» **Required work**
Below are the records. State how many of their lines contain "format", with nothing else.

(Data provided begins)

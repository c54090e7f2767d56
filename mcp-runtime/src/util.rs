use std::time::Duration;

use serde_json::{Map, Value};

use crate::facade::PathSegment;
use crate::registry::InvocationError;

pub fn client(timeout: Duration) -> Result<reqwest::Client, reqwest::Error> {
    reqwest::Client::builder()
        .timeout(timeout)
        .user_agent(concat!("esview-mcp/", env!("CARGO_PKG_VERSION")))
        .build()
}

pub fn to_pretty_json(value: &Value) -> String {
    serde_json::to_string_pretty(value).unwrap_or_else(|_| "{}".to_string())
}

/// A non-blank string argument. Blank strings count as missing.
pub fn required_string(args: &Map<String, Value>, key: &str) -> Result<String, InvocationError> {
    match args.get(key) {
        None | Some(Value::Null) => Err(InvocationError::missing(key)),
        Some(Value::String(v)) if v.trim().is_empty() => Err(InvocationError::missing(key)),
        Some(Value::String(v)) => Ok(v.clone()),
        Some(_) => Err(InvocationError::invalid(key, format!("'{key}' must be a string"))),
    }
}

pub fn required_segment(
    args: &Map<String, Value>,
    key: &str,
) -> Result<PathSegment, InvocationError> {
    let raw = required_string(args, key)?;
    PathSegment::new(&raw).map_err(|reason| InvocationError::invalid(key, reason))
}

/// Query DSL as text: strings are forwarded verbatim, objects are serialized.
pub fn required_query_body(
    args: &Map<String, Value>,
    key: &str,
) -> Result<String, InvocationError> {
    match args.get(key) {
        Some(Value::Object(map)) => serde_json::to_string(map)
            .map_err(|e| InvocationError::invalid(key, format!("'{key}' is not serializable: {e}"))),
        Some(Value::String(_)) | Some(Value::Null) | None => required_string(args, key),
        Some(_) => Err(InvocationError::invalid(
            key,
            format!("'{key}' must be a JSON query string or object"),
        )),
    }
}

(Data provided ends)
(Data provided begins)

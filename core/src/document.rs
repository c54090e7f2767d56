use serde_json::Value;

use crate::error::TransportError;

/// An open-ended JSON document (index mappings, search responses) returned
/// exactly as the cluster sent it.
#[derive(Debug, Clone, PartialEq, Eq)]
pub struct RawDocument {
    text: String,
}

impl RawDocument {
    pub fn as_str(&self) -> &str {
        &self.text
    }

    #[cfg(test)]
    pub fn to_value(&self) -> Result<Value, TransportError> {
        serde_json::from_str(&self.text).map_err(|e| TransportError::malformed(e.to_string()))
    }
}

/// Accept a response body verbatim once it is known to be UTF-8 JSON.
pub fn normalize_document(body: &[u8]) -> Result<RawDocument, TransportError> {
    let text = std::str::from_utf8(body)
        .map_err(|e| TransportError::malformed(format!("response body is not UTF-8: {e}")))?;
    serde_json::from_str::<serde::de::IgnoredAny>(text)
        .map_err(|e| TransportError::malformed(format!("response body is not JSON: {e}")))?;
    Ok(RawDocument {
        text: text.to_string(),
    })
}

(Data provided ends)

» **Solution for this problem**
5